→ **Aim of the exercise**
List each line of the data that holds the string "expected", please.

(Data extracted from a collection)

[Start of Attachment]

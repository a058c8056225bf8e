//! Registration, login and logout against the stub backend.

use secrecy::{ExposeSecret, SecretString};
use taskmanager_client::views::{LoginForm, RegisterForm};
use taskmanager_client::{FileTokenStorage, MemoryTokenStorage, Outcome, Screen, ViewHandle};
use taskmanager_core::Role;
use taskmanager_integration_tests::StubBackend;

async fn log_in(
    api: &taskmanager_client::ApiClient,
    username: &str,
    password: &str,
) -> Outcome<taskmanager_core::UserProfile> {
    let mut form = LoginForm::new(ViewHandle::new());
    form.username = username.to_string();
    form.password = SecretString::from(password);
    form.submit(api).await
}

// ============================================================================
// Registration
// ============================================================================

#[tokio::test]
async fn test_register_then_login() {
    let backend = StubBackend::start().await;
    let api = backend.client();

    let mut form = RegisterForm::new(ViewHandle::new());
    form.username = "alice".to_string();
    form.email = "a@x.com".to_string();
    form.password = SecretString::from("secret");

    let outcome = form.submit(&api).await;
    assert!(matches!(&outcome, Outcome::Completed(message) if message == "User registered successfully!"));
    assert_eq!(form.message(), Some("User registered successfully!"));
    assert!(form.username.is_empty());
    assert!(form.email.is_empty());
    assert!(form.password.expose_secret().is_empty());

    // Registering does not start a session
    assert!(!api.session().is_authenticated().await);

    let profile = log_in(&api, "alice", "secret")
        .await
        .completed()
        .expect("login should succeed");
    assert_eq!(profile.username, "alice");
    assert_eq!(profile.email.as_str(), "a@x.com");
    assert_eq!(profile.role, Role::User);
}

#[tokio::test]
async fn test_register_duplicate_shows_server_message() {
    let backend = StubBackend::start().await;
    backend.add_user("alice", "secret", Role::User);
    let api = backend.client();

    let mut form = RegisterForm::new(ViewHandle::new());
    form.username = "alice".to_string();
    form.email = "other@x.com".to_string();
    form.password = SecretString::from("secret");

    let outcome = form.submit(&api).await;
    assert!(outcome.is_failed());
    assert_eq!(form.error(), Some("Error: Username is already taken!"));
    // Fields stay so the user can correct them
    assert_eq!(form.username, "alice");
}

#[tokio::test]
async fn test_register_invalid_email_sends_nothing() {
    let backend = StubBackend::start().await;
    let api = backend.client();

    let mut form = RegisterForm::new(ViewHandle::new());
    form.username = "alice".to_string();
    form.email = "not-an-email".to_string();
    form.password = SecretString::from("secret");

    assert!(matches!(form.submit(&api).await, Outcome::Rejected));
    assert!(form.error().is_some());
    assert_eq!(backend.request_count(), 0);
}

// ============================================================================
// Session and bearer token
// ============================================================================

#[tokio::test]
async fn test_bearer_header_follows_session() {
    let backend = StubBackend::start().await;
    let alice = backend.add_user("alice", "secret", Role::User);
    let api = backend.client();

    // Anonymous request carries no Authorization header
    let _ = api.list_tasks().await;

    assert!(log_in(&api, "alice", "secret").await.is_completed());
    api.list_tasks().await.expect("authenticated list should succeed");

    api.session().logout().await.expect("logout should succeed");
    let _ = api.list_tasks().await;

    let headers = backend.authorization_headers();
    let expected = format!("Bearer {}", StubBackend::token_for(alice));
    assert_eq!(
        headers,
        vec![None, None, Some(expected), None],
        "login itself is sent without a token"
    );
}

#[tokio::test]
async fn test_login_failure_keeps_session_empty() {
    let backend = StubBackend::start().await;
    backend.add_user("alice", "secret", Role::User);
    let api = backend.client();

    let mut form = LoginForm::new(ViewHandle::new());
    form.username = "alice".to_string();
    form.password = SecretString::from("wrong");

    assert!(form.submit(&api).await.is_failed());
    assert_eq!(form.error(), Some("Invalid username or password"));
    assert!(!api.session().is_authenticated().await);
    assert_eq!(
        Screen::resolve(&api.session().snapshot().await),
        Screen::Login
    );
}

#[tokio::test]
async fn test_logout_is_idempotent() {
    let backend = StubBackend::start().await;
    backend.add_user("alice", "secret", Role::User);
    let api = backend.client();

    assert!(log_in(&api, "alice", "secret").await.is_completed());
    api.session().logout().await.expect("first logout");
    api.session().logout().await.expect("second logout");

    let session = api.session().snapshot().await;
    assert!(session.token.is_none());
    assert!(session.user.is_none());
}

#[tokio::test]
async fn test_second_login_replaces_profile() {
    let backend = StubBackend::start().await;
    backend.add_user("alice", "secret", Role::User);
    backend.add_user("root", "hunter2", Role::Admin);
    let api = backend.client();

    assert!(log_in(&api, "alice", "secret").await.is_completed());
    assert!(log_in(&api, "root", "hunter2").await.is_completed());

    let session = api.session().snapshot().await;
    assert_eq!(session.role(), Some(Role::Admin));
    assert_eq!(Screen::resolve(&session), Screen::AdminDashboard);
}

// ============================================================================
// Persistence
// ============================================================================

#[tokio::test]
async fn test_token_survives_restart() {
    let backend = StubBackend::start().await;
    backend.add_user("alice", "secret", Role::User);
    let dir = tempfile::tempdir().expect("Failed to create temp dir");
    let path = dir.path().join("session.json");

    let api = backend.client_with(FileTokenStorage::new(&path));
    assert!(log_in(&api, "alice", "secret").await.is_completed());
    drop(api);

    // A fresh process restores the token but not the profile
    let api = backend.client_with(FileTokenStorage::new(&path));
    let session = api.session().snapshot().await;
    assert!(session.is_authenticated());
    assert!(session.user.is_none());
    assert_eq!(Screen::resolve(&session), Screen::Dashboard);

    api.list_tasks()
        .await
        .expect("restored token should be accepted");
}

#[tokio::test]
async fn test_stale_token_is_unauthorized() {
    let backend = StubBackend::start().await;
    let api = backend.client_with(MemoryTokenStorage::with_token("token-404"));

    let error = api.list_tasks().await.expect_err("unknown token must fail");
    assert!(error.is_unauthorized());
    assert_eq!(error.status(), Some(401));
}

[End of Attachment]

→ **Response**
    let expected = format!("Bearer {}", StubBackend::token_for(alice));
        vec![None, None, Some(expected), None],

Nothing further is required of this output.